While ketamine has received the most attention from researchers to date, Brenna notes, several other anesthetics are showing promise as antidepressants. Nitrous oxide, propofol, and isoflurane are all currently under study, as are several general anesthetic drugs.
“Toronto is a hotbed for this type of research,” Brenna adds. “For example, Dr. Akash Goel at St. Michael’s Hospital just received an exciting award for the MIND Trial (methohexital for depression); Dr. Karim Ladha at Toronto Western Hospital is leading the SMILE Trial (nitrous oxide for treatment-resistant depression); and Dr. Ben Goldstein at CAMH recently published a randomized trial of nitrous oxide for refractory bipolar depression.”
The paper by Brenna and Orser highlights the importance of increased collaboration between psychiatrists and anesthesiologists — whose specialities have traditionally been separate — to promote more growth in this new area of research. It also emphasizes the importance of what he calls ‘bilingual’ trainees, who have a sound foundation in both specialties.
“UofT is a good example of proactively encouraging these types of collaborations,” says Brenna, who is also a clinical research fellow in the Perioperative Brain Health Centre at Sunnybrook Health Sciences Centre. “For example, our department at Temerty Medicine has developed an early-career collaborative grant supporting co-PIs from the anesthesia and psychiatry departments.”

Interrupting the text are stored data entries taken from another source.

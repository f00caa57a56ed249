//! Results do not depend on the vector width or on the neighbouring lanes
//!
//! Every kernel is evaluated on the same inputs as one wide vector and as
//! several narrow ones. Lanes are independent, so both must agree bit for
//! bit, including lanes that went through the scalar fallback.

use proptest::prelude::*;
use vela_math::math;
use vela_math::{F32x16, F32x4, F64x2, F64x8, SimdVector};

#[cfg(test)]
mod test_utils;

#[cfg(test)]
use test_utils::*;

use proptest::test_runner::Config as ProptestConfig;

fn proptest_config() -> ProptestConfig {
    ProptestConfig {
        cases: 2_000,
        ..ProptestConfig::default()
    }
}

fn mixed_batch_f32() -> impl Strategy<Value = [f32; 16]> {
    prop::array::uniform16(prop_oneof![
        4 => -50.0f32..50.0f32,
        1 => prop::sample::select(SPECIAL_F32.to_vec()),
        1 => any_bits_f32(),
    ])
}

fn wide_vs_narrow_f64(
    name: &str,
    wide: fn(F64x8) -> F64x8,
    narrow: fn(F64x2) -> F64x2,
    batch: &[f64; 8],
) -> Result<(), TestCaseError> {
    let w = wide(F64x8::from_slice(batch));
    for (chunk, pair) in batch.chunks(2).enumerate() {
        let n = narrow(F64x2::from_slice(pair));
        for lane in 0..2 {
            let i = chunk * 2 + lane;
            prop_assert!(
                same_f64(w.extract(i), n.extract(lane)),
                "{}({:e}): wide {:e}, narrow {:e}",
                name,
                batch[i],
                w.extract(i),
                n.extract(lane)
            );
        }
    }
    Ok(())
}

fn wide_vs_narrow_f32(
    name: &str,
    wide: fn(F32x16) -> F32x16,
    narrow: fn(F32x4) -> F32x4,
    batch: &[f32; 16],
) -> Result<(), TestCaseError> {
    let w = wide(F32x16::from_slice(batch));
    for (chunk, quad) in batch.chunks(4).enumerate() {
        let n = narrow(F32x4::from_slice(quad));
        for lane in 0..4 {
            let i = chunk * 4 + lane;
            prop_assert!(
                same_f32(w.extract(i), n.extract(lane)),
                "{}({:e}): wide {:e}, narrow {:e}",
                name,
                batch[i],
                w.extract(i),
                n.extract(lane)
            );
        }
    }
    Ok(())
}

#[test]
fn test_f64_kernels_width_independent() {
    let kernels: [(&str, fn(F64x8) -> F64x8, fn(F64x2) -> F64x2); 17] = [
        ("exp", math::exp::<F64x8>, math::exp::<F64x2>),
        ("exp2", math::exp2::<F64x8>, math::exp2::<F64x2>),
        ("expm1", math::expm1::<F64x8>, math::expm1::<F64x2>),
        ("log", math::log::<F64x8>, math::log::<F64x2>),
        ("log2", math::log2::<F64x8>, math::log2::<F64x2>),
        ("log10", math::log10::<F64x8>, math::log10::<F64x2>),
        ("log1p", math::log1p::<F64x8>, math::log1p::<F64x2>),
        ("sin", math::sin::<F64x8>, math::sin::<F64x2>),
        ("cos", math::cos::<F64x8>, math::cos::<F64x2>),
        ("tan", math::tan::<F64x8>, math::tan::<F64x2>),
        ("asin", math::asin::<F64x8>, math::asin::<F64x2>),
        ("acos", math::acos::<F64x8>, math::acos::<F64x2>),
        ("sinh", math::sinh::<F64x8>, math::sinh::<F64x2>),
        ("cosh", math::cosh::<F64x8>, math::cosh::<F64x2>),
        ("asinh", math::asinh::<F64x8>, math::asinh::<F64x2>),
        ("erfc", math::erfc::<F64x8>, math::erfc::<F64x2>),
        ("exp small", |x| math::exp(x.mul(F64x8::splat(1e-3))), |x| {
            math::exp(x.mul(F64x2::splat(1e-3)))
        }),
    ];
    proptest!(proptest_config(), |(batch in mixed_batch_f64())| {
        for (name, wide, narrow) in kernels {
            wide_vs_narrow_f64(name, wide, narrow, &batch)?;
        }
    });
}

#[test]
fn test_atan2_width_independent() {
    proptest!(proptest_config(), |(ys in mixed_batch_f64(), xs in mixed_batch_f64())| {
        let w = math::atan2(F64x8::from_slice(&ys), F64x8::from_slice(&xs));
        for chunk in 0..4 {
            let i = chunk * 2;
            let n = math::atan2(F64x2::from_slice(&ys[i..i + 2]), F64x2::from_slice(&xs[i..i + 2]));
            prop_assert!(same_f64(w.extract(i), n.extract(0)));
            prop_assert!(same_f64(w.extract(i + 1), n.extract(1)));
        }
    });
}

#[test]
fn test_f32_kernels_width_independent() {
    let kernels: [(&str, fn(F32x16) -> F32x16, fn(F32x4) -> F32x4); 8] = [
        ("expf", math::expf::<F32x16>, math::expf::<F32x4>),
        ("expm1f", math::expm1f::<F32x16>, math::expm1f::<F32x4>),
        ("logf", math::logf::<F32x16>, math::logf::<F32x4>),
        ("log2f", math::log2f::<F32x16>, math::log2f::<F32x4>),
        ("log10f", math::log10f::<F32x16>, math::log10f::<F32x4>),
        ("tanf", math::tanf::<F32x16>, math::tanf::<F32x4>),
        ("sinhf", math::sinhf::<F32x16>, math::sinhf::<F32x4>),
        ("coshf", math::coshf::<F32x16>, math::coshf::<F32x4>),
    ];
    proptest!(proptest_config(), |(batch in mixed_batch_f32())| {
        for (name, wide, narrow) in kernels {
            wide_vs_narrow_f32(name, wide, narrow, &batch)?;
        }
    });
}

/// One special lane must not disturb the others
#[test]
fn test_special_lane_leaves_neighbours_alone() {
    let clean = F64x8::from_slice(&[0.5, 1.0, 1.5, 2.0, 2.5, 3.0, 3.5, 4.0]);
    let dirty = clean.replace(3, f64::NAN).replace(6, f64::INFINITY);
    let kernels: [fn(F64x8) -> F64x8; 4] = [math::exp, math::log, math::sin, math::erfc];
    for kernel in kernels {
        let a = kernel(clean);
        let b = kernel(dirty);
        for lane in [0, 1, 2, 4, 5, 7] {
            assert_eq!(a.extract(lane).to_bits(), b.extract(lane).to_bits(), "lane {}", lane);
        }
    }
}

#[cfg(all(feature = "neon", target_arch = "aarch64"))]
mod neon {
    use super::*;
    use vela_math::{NeonF32x4, NeonF64x2};

    #[test]
    fn test_neon_matches_portable() {
        proptest!(proptest_config(), |(batch in mixed_batch_f64())| {
            for pair in batch.chunks(2) {
                let p = F64x2::from_slice(pair);
                let n = NeonF64x2::from_slice(pair);
                let checks = [
                    (math::exp(p), math::exp(n)),
                    (math::log(p), math::log(n)),
                    (math::sin(p), math::sin(n)),
                    (math::tan(p), math::tan(n)),
                    (math::asin(p), math::asin(n)),
                    (math::erfc(p), math::erfc(n)),
                ];
                for (portable, native) in checks {
                    prop_assert!(same_f64(portable.extract(0), native.extract(0)));
                    prop_assert!(same_f64(portable.extract(1), native.extract(1)));
                }
            }
        });

        proptest!(proptest_config(), |(batch in mixed_batch_f32())| {
            for quad in batch.chunks(4) {
                let p = F32x4::from_slice(quad);
                let n = NeonF32x4::from_slice(quad);
                let checks = [
                    (math::expf(p), math::expf(n)),
                    (math::logf(p), math::logf(n)),
                    (math::tanf(p), math::tanf(n)),
                ];
                for (portable, native) in checks {
                    for lane in 0..4 {
                        prop_assert!(same_f32(portable.extract(lane), native.extract(lane)));
                    }
                }
            }
        });
    }
}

“Beyond the electroconvulsive therapy list, our communities seldom interface in the hospital. Engineering other settings like shared resident curricula and research rounds where we can swap ideas are other opportunities to develop these partnerships,” Brenna adds.
Brenna says the slow pace of discovery around the antidepressant properties of ketamine emphasizes the need to speed up future treatments.
“Today, with the benefit of hindsight, we can find reports as early as the 1970s that patients and providers were noticing the antidepressant effects of ketamine, but these were not formally explored until the turn of the century,” he says.
“That type of lag time makes me think of opportunity cost and the many millions of patients who would have developed new depressive disorders — many not responsive to conventional therapies — in the intervening decades.”